John Meikle  (11 September 1898 – 20 July 1918) was a Scottish recipient of the Victoria Cross, the highest and most prestigious award for valour in the face of the enemy that can be awarded to British and Commonwealth forces.

Life
Born in Kirkintilloch, Dunbartonshire, Meikle's family later moved to Nitshill, on the south side of Glasgow. Here, after leaving school, he worked as a clerk at the ticket office of Nitshill railway station.

In February 1915 he enlisted in the Seaforth Highlanders, joining the 4th battalion in France in July 1916. He was serving as a lance-corporal at the Third Battle of Ypres when he won the Military Medal for bravery on 20 September 1917 at the Battle of the Menin Road Ridge.

VC action
Meikle was a 19 years old sergeant in the 4th Battalion, Seaforth Highlanders, British Army during the First World War when the following deed took place on 20 July 1918 near Marfaux, France, during the Second Battle of the Marne for which he was awarded the VC.

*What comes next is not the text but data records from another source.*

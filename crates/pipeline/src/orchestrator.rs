//! Job orchestrator.
//!
//! Drives one job through
//! `Created → Staged → Connected → Uploaded → ProjectCreated → Stitched →
//! OutputResolved → Retrieved → Complete`, stopping at the first failure.
//! The durable record is written on creation, after every transition and
//! once more after cleanup. Cleanup runs after every terminal state with a
//! fresh token, so a cancelled job still releases its directories.

use std::path::PathBuf;
use std::sync::Arc;

use pivot_core::failure::JobFailure;
use pivot_core::job::{Job, JobRequest, JobState};
use pivot_core::resolver::{self, MatchReason, OutputQuery};
use pivot_core::store::{JobRecord, JobStore};
use pivot_core::trace::TraceEntry;
use pivot_core::types::JobId;
use tokio_util::sync::CancellationToken;

use crate::config::PipelineConfig;
use crate::engine::StitchEngine;
use crate::remote::RemoteHost;
use crate::source::{stage_sources, SourceFetcher};
use crate::transport::RemoteTransport;
use crate::workspace::WorkspaceManager;

/// Final view of a job, handed back to the caller.
#[derive(Debug, Clone)]
pub struct JobOutcome {
    pub job_id: JobId,
    pub state: JobState,
    pub project_name: String,
    pub result_ref: Option<String>,
    pub result_path: Option<PathBuf>,
    /// Preview of the result; absent when it could not be rendered.
    pub thumbnail_ref: Option<String>,
    pub failure: Option<JobFailure>,
    pub trace: Vec<TraceEntry>,
}

impl JobOutcome {
    pub fn is_success(&self) -> bool {
        self.state == JobState::Complete
    }
}

/// A panorama moved into the results directory.
struct Published {
    result_ref: String,
    path: PathBuf,
    thumbnail_ref: Option<String>,
}

/// Which directories a job has created so far.
#[derive(Debug, Default)]
struct Footprint {
    local: bool,
    remote: bool,
}

pub struct JobOrchestrator {
    workspace: WorkspaceManager,
    transport: RemoteTransport,
    engine: StitchEngine,
    store: Arc<dyn JobStore>,
    remote_root: String,
    input_extension: String,
    output_extension: String,
    result_url_prefix: String,
    keep_workspaces: bool,
}

impl JobOrchestrator {
    pub fn new(
        config: &PipelineConfig,
        host: Arc<dyn RemoteHost>,
        store: Arc<dyn JobStore>,
    ) -> Self {
        Self {
            workspace: WorkspaceManager::new(&config.staging_root, &config.results_root),
            transport: RemoteTransport::new(Arc::clone(&host), config.timeouts),
            engine: StitchEngine::new(host, config),
            store,
            remote_root: config.remote_root.clone(),
            input_extension: config.input_extension.clone(),
            output_extension: config.output_extension.clone(),
            result_url_prefix: config.result_url_prefix.trim_end_matches('/').to_string(),
            keep_workspaces: config.keep_workspaces,
        }
    }

    pub fn workspace(&self) -> &WorkspaceManager {
        &self.workspace
    }

    pub fn store(&self) -> &Arc<dyn JobStore> {
        &self.store
    }

    /// A new job in the `Created` state. Nothing is written yet.
    pub fn create_job(&self, request: JobRequest) -> Job {
        Job::new(request, self.workspace.staging_root(), &self.remote_root)
    }

    /// Create and run a job to completion.
    pub async fn run(
        &self,
        request: JobRequest,
        fetcher: &dyn SourceFetcher,
        cancel: CancellationToken,
    ) -> JobOutcome {
        self.run_job(self.create_job(request), fetcher, cancel).await
    }

    /// Run an already created job to a terminal state.
    pub async fn run_job(
        &self,
        mut job: Job,
        fetcher: &dyn SourceFetcher,
        cancel: CancellationToken,
    ) -> JobOutcome {
        job.trace().record("Received panorama stitching request");
        job.trace().record(format!(
            "Generated job ID {} for panorama '{}' (project {})",
            job.id(),
            job.human_name(),
            job.project_name()
        ));
        tracing::info!(
            job_id = %job.id(),
            sources = job.source_refs().len(),
            "Stitch job started",
        );
        self.persist(&job).await;

        let mut footprint = Footprint::default();
        let mut published = None;
        let result = self
            .execute(&mut job, fetcher, &cancel, &mut footprint)
            .await
            .and_then(|result| {
                published = Some(result.path);
                if let Some(thumbnail_ref) = result.thumbnail_ref {
                    job.attach_thumbnail(thumbnail_ref)
                        .map_err(|e| JobFailure::internal(e.to_string()))?;
                }
                job.complete(result.result_ref)
                    .map_err(|e| JobFailure::internal(e.to_string()))
            });

        match result {
            Ok(()) => {
                job.trace().record(format!(
                    "Job complete: {}",
                    job.result_ref().unwrap_or_default()
                ));
                tracing::info!(job_id = %job.id(), result_ref = ?job.result_ref(), "Stitch job complete");
            }
            Err(failure) => {
                job.trace().record(format!(
                    "Job failed ({}): {}",
                    failure.kind, failure.message
                ));
                tracing::warn!(
                    job_id = %job.id(),
                    kind = %failure.kind,
                    error = %failure.message,
                    "Stitch job failed",
                );
                published = None;
                if let Err(e) = job.fail(failure) {
                    tracing::error!(job_id = %job.id(), error = %e, "Could not mark job failed");
                }
            }
        }

        self.cleanup(&job, &footprint).await;
        self.persist(&job).await;

        JobOutcome {
            job_id: job.id(),
            state: job.state(),
            project_name: job.project_name().to_string(),
            result_ref: job.result_ref().map(str::to_string),
            result_path: published,
            thumbnail_ref: job.thumbnail_ref().map(str::to_string),
            failure: job.failure().cloned(),
            trace: job.trace().snapshot(),
        }
    }

    async fn execute(
        &self,
        job: &mut Job,
        fetcher: &dyn SourceFetcher,
        cancel: &CancellationToken,
        footprint: &mut Footprint,
    ) -> Result<Published, JobFailure> {
        if job.source_refs().is_empty() {
            return Err(JobFailure::invalid_input(
                "No source images were provided for stitching",
            ));
        }

        self.workspace.ensure_local_dir(job).await?;
        footprint.local = true;
        let staged = stage_sources(
            fetcher,
            job.source_refs(),
            job.local_dir(),
            &self.input_extension,
            job.trace(),
            cancel,
        )
        .await?;
        self.transition(job, JobState::Staged).await?;

        self.transport.probe(job.trace(), cancel).await?;
        self.transition(job, JobState::Connected).await?;

        let remote_dir = self.workspace.remote_dir_path(job).to_string();
        footprint.remote = true;
        self.transport
            .create_remote_dir(&remote_dir, job.trace(), cancel)
            .await?;
        let files: Vec<PathBuf> = staged.into_iter().map(|s| s.path).collect();
        self.transport
            .upload(
                &files,
                &remote_dir,
                &self.input_extension,
                job.trace(),
                cancel,
            )
            .await?;
        self.transition(job, JobState::Uploaded).await?;

        self.engine
            .create_project(&remote_dir, job.project_name(), job.trace(), cancel)
            .await?;
        self.transition(job, JobState::ProjectCreated).await?;

        self.engine
            .stitch(&remote_dir, job.project_name(), job.trace(), cancel)
            .await?;
        self.transition(job, JobState::Stitched).await?;

        let listing = self
            .transport
            .list_remote(&remote_dir, job.trace(), cancel)
            .await?;
        let job_id = job.id().to_string();
        let resolution = resolver::resolve_output(
            &listing,
            OutputQuery {
                job_id: &job_id,
                project_name: job.project_name(),
                extension: &self.output_extension,
            },
        )?;
        job.trace().record(format!(
            "Resolved output {} ({} bytes, {})",
            resolution.file.name,
            resolution.file.size,
            match resolution.reason {
                MatchReason::NameMatch => "name match",
                MatchReason::Largest => "largest candidate",
            }
        ));
        self.transition(job, JobState::OutputResolved).await?;

        let retrieved = self
            .transport
            .download(
                &remote_dir,
                &resolution.file.name,
                job.local_dir(),
                job.trace(),
                cancel,
            )
            .await?;
        self.transition(job, JobState::Retrieved).await?;

        let published = self
            .workspace
            .publish_result(job, &retrieved, &self.output_extension)
            .await?;
        let result_ref = self
            .public_ref(job, &published)
            .ok_or_else(|| JobFailure::internal("Published result has no file name"))?;

        let thumbnail_ref = match self.workspace.write_thumbnail(job, &published).await {
            Ok(path) => self.public_ref(job, &path),
            Err(e) => {
                job.trace().warn(format!("Thumbnail skipped: {e}"));
                None
            }
        };

        Ok(Published {
            result_ref,
            path: published,
            thumbnail_ref,
        })
    }

    /// URL path under which a file in the job's results directory is served.
    fn public_ref(&self, job: &Job, path: &std::path::Path) -> Option<String> {
        let file_name = path.file_name()?.to_string_lossy();
        Some(format!("{}/{}/{file_name}", self.result_url_prefix, job.id()))
    }

    async fn transition(&self, job: &mut Job, next: JobState) -> Result<(), JobFailure> {
        if let Err(e) = job.advance(next) {
            return Err(JobFailure::internal(e.to_string()));
        }
        tracing::debug!(job_id = %job.id(), state = %next, "Job state changed");
        self.persist(job).await;
        Ok(())
    }

    /// Store failures are logged and never fail the job.
    async fn persist(&self, job: &Job) {
        if let Err(e) = self.store.save(&JobRecord::from_job(job)).await {
            tracing::warn!(job_id = %job.id(), error = %e, "Failed to persist job record");
        }
    }

    async fn cleanup(&self, job: &Job, footprint: &Footprint) {
        if self.keep_workspaces {
            job.trace().record("Keeping job workspaces for inspection");
            return;
        }
        if footprint.local {
            self.workspace.cleanup_local(job).await;
        }
        if footprint.remote {
            // The job's own token may already be cancelled.
            let cancel = CancellationToken::new();
            if let Err(failure) = self
                .transport
                .remove_remote_dir(job.remote_dir(), job.trace(), &cancel)
                .await
            {
                job.trace().warn(failure.message);
            }
        }
    }
}
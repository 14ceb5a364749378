//! Shared application router builder.
//!
//! Provides [`build_app_router`] so both the production binary (`main.rs`)
//! and integration tests (`tests/common/mod.rs`) use the exact same middleware
//! stack.

use std::time::Duration;

use axum::extract::DefaultBodyLimit;
use axum::http::header::CONTENT_TYPE;
use axum::http::{HeaderName, HeaderValue, Method, StatusCode};
use axum::Router;
use tower_http::catch_panic::CatchPanicLayer;
use tower_http::cors::CorsLayer;
use tower_http::request_id::{MakeRequestUuid, PropagateRequestIdLayer, SetRequestIdLayer};
use tower_http::timeout::TimeoutLayer;
use tower_http::trace::{DefaultMakeSpan, DefaultOnResponse, TraceLayer};
use tracing::Level;

use crate::config::ServerConfig;
use crate::routes;
use crate::state::AppState;

/// Build the full application [`Router`] with all middleware layers.
///
/// The middleware stack is applied bottom-up:
///
/// 1. CORS
/// 2. Set request ID on incoming requests
/// 3. Structured request/response tracing
/// 4. Propagate request ID to response
/// 5. Request timeout
/// 6. Panic recovery (catch panics, return 500)
pub fn build_app_router(state: AppState, config: &ServerConfig) -> Router {
    let cors = build_cors_layer(config);
    let request_id_header = HeaderName::from_static("x-request-id");

    Router::new()
        // Health check at root level (not under /api/v1).
        .merge(routes::health::router())
        // API v1 routes.
        .nest("/api/v1", routes::api_routes())
        // Multipart uploads carry full-resolution photos.
        .layer(DefaultBodyLimit::max(config.max_upload_bytes))
        // -- Middleware stack (applied bottom-up) --
        .layer(CatchPanicLayer::new())
        .layer(TimeoutLayer::with_status_code(
            StatusCode::REQUEST_TIMEOUT,
            Duration::from_secs(config.request_timeout_secs),
        ))
        .layer(PropagateRequestIdLayer::new(request_id_header.clone()))
        .layer(
            TraceLayer::new_for_http()
                .make_span_with(DefaultMakeSpan::new().level(Level::INFO))
                .on_response(DefaultOnResponse::new().level(Level::INFO)),
        )
        .layer(SetRequestIdLayer::new(request_id_header, MakeRequestUuid))
        .layer(cors)
        .with_state(state)
}

/// Build the CORS middleware layer from server configuration.
///
/// Origins that fail to parse are skipped with a warning.
pub fn build_cors_layer(config: &ServerConfig) -> CorsLayer {
    let origins: Vec<HeaderValue> = config
        .cors_origins
        .iter()
        .filter_map(|o| match o.parse() {
            Ok(origin) => Some(origin),
            Err(e) => {
                tracing::warn!(origin = %o, error = %e, "Ignoring invalid CORS origin");
                None
            }
        })
        .collect();

    CorsLayer::new()
        .allow_origin(origins)
        .allow_methods([Method::GET, Method::POST])
        .allow_headers([CONTENT_TYPE])
        .max_age(Duration::from_secs(3600))
}
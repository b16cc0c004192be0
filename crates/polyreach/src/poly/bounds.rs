//! Canonical bound-pair form `(P, lb, ub)`: `lb <= P x <= ub`.
//!
//! This is the form handed to the LP adapter. Mirrored inequality rows fold
//! into one two-sided bound; unmatched rows get an infinite opposite side;
//! equality rows become tight pairs.

use nalgebra::{DMatrix, DVector, RowDVector};

use crate::engine::Engine;
use crate::error::{PolyError, Result};
use crate::solver::Problem;

/// `lb <= P x <= ub`, possibly collapsed to the origin singleton.
#[derive(Clone, Debug, PartialEq)]
pub struct BoundPairs {
    pub p: DMatrix<f64>,
    pub lb: DVector<f64>,
    pub ub: DVector<f64>,
    /// Set when the emptiness proxy replaced the pairs by `I x = 0`.
    pub collapsed: bool,
}

impl BoundPairs {
    /// Fold `A x <= b, Ae x = be` into bound pairs, then check and collapse.
    pub(crate) fn from_hrep(
        name: &str,
        a: &DMatrix<f64>,
        b: &DVector<f64>,
        ae: &DMatrix<f64>,
        be: &DVector<f64>,
        eng: &Engine,
    ) -> Result<Self> {
        let pairs = Self::paired(name, a, b, ae, be)?;
        Self::checked(name, pairs.p, pairs.lb, pairs.ub, eng)
    }

    /// Fold only: no feasibility LP and no emptiness collapse. For transient
    /// systems whose feasibility is already known, such as the relaxed
    /// systems of a redundancy test.
    pub(crate) fn paired(
        name: &str,
        a: &DMatrix<f64>,
        b: &DVector<f64>,
        ae: &DMatrix<f64>,
        be: &DVector<f64>,
    ) -> Result<Self> {
        let n = a.ncols();
        let mut p: Vec<RowDVector<f64>> = Vec::with_capacity(a.nrows() + ae.nrows());
        let mut lb = Vec::with_capacity(p.capacity());
        let mut ub = Vec::with_capacity(p.capacity());

        let mut remaining: Vec<usize> = (0..a.nrows()).collect();
        while !remaining.is_empty() {
            let i = remaining.remove(0);
            let row = a.row(i);
            let Some(lead) = row.iter().copied().find(|v| *v != 0.0) else {
                // 0 <= b_i
                if b[i] < 0.0 {
                    return Err(PolyError::Infeasible {
                        name: name.to_string(),
                        detail: format!("zero row {i} requires 0 <= {}", b[i]),
                        rows: vec![(i, 0.0, b[i])],
                        lb,
                        ub,
                    });
                }
                continue;
            };
            let mirror = remaining
                .iter()
                .position(|&j| (0..n).all(|c| a[(j, c)] == -a[(i, c)]));
            let positive = lead > 0.0;
            let oriented = if positive { row.into_owned() } else { -row };
            match mirror.map(|pos| remaining.remove(pos)) {
                Some(j) => {
                    let (hi, lo) = if positive { (b[i], -b[j]) } else { (b[j], -b[i]) };
                    p.push(oriented);
                    ub.push(hi);
                    lb.push(lo);
                }
                None if positive => {
                    p.push(oriented);
                    ub.push(b[i]);
                    lb.push(f64::NEG_INFINITY);
                }
                None => {
                    p.push(oriented);
                    ub.push(f64::INFINITY);
                    lb.push(-b[i]);
                }
            }
        }
        for i in 0..ae.nrows() {
            p.push(ae.row(i).into_owned());
            lb.push(be[i]);
            ub.push(be[i]);
        }

        let p = if p.is_empty() {
            DMatrix::zeros(0, n)
        } else {
            DMatrix::from_rows(&p)
        };
        Ok(Self {
            p,
            lb: DVector::from_vec(lb),
            ub: DVector::from_vec(ub),
            collapsed: false,
        })
    }

    /// Validate `lb <= ub`, solve the feasibility LP, and apply the emptiness proxy.
    pub(crate) fn checked(
        name: &str,
        p: DMatrix<f64>,
        lb: DVector<f64>,
        ub: DVector<f64>,
        eng: &Engine,
    ) -> Result<Self> {
        let n = p.ncols();
        let offending: Vec<(usize, f64, f64)> = (0..lb.len())
            .filter(|&i| lb[i] > ub[i])
            .map(|i| (i, lb[i], ub[i]))
            .collect();
        if !offending.is_empty() {
            return Err(PolyError::Infeasible {
                name: name.to_string(),
                detail: "lower bound exceeds upper bound".to_string(),
                rows: offending,
                lb: lb.iter().copied().collect(),
                ub: ub.iter().copied().collect(),
            });
        }

        let feasibility = Problem::feasibility(p.clone(), lb.clone(), ub.clone())?;
        let sol = eng.solver.solve(&feasibility, &eng.tol.feasibility);
        if !sol.status.is_accepted() {
            return Err(PolyError::Infeasible {
                name: name.to_string(),
                detail: format!("feasibility LP returned {}", sol.status),
                rows: Vec::new(),
                lb: lb.iter().copied().collect(),
                ub: ub.iter().copied().collect(),
            });
        }

        if is_empty_proxy(&lb, &ub, eng.tol.empty) {
            tracing::debug!(name, "bounds collapse to the origin");
            return Ok(Self {
                p: DMatrix::identity(n, n),
                lb: DVector::zeros(n),
                ub: DVector::zeros(n),
                collapsed: true,
            });
        }
        Ok(Self {
            p,
            lb,
            ub,
            collapsed: false,
        })
    }

    /// LP `minimize q·x` over these bounds.
    pub fn problem(&self, q: DVector<f64>) -> Result<Problem> {
        Problem::new(q, self.p.clone(), self.lb.clone(), self.ub.clone())
    }

    #[inline]
    pub fn len(&self) -> usize {
        self.lb.len()
    }

    #[inline]
    pub fn is_empty(&self) -> bool {
        self.lb.is_empty()
    }
}

/// Loose emptiness proxy: every lower bound above `-eps` and every upper bound
/// below `eps`. An empty list of pairs is never "empty" (it is all of R^n).
pub fn is_empty_proxy(lb: &DVector<f64>, ub: &DVector<f64>, eps: f64) -> bool {
    if lb.is_empty() || ub.is_empty() {
        return false;
    }
    lb.min() > -eps && ub.max() < eps
}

Meikle is buried at Marfaux British Cemetery, maintained by the Commonwealth War Graves Commission, in the Marne department of France.

Memorial
A memorial to John Meikle stands outside Dingwall railway station. The inscription reads: "In memory of Sergt John Meikle V.C M.M late clerk at Nitshill Station who enlisted in H.M. Forces (Seaforth Highlanders) 8th February 1915 during the Great War and was killed in action on 20th July 1918. Erected by his railway comrades".

The memorial was originally erected at Nitshill railway station in 1920, where, over the decades, it suffered vandalism. It was then moved to Levern Primary School in Nitshill, the local school Meikle had attended, and was on display in the school entrance for many years. When the school was to be demolished in 1997 the Head Teacher, Margaret Gallagher, contacted the Railway Authorities to enable the memorial to be saved for posterity. It now stands outside Dingwall station, while a new memorial, funded by the Railway Heritage Trust, was unveiled at Nitshill Station on 18 October 2016.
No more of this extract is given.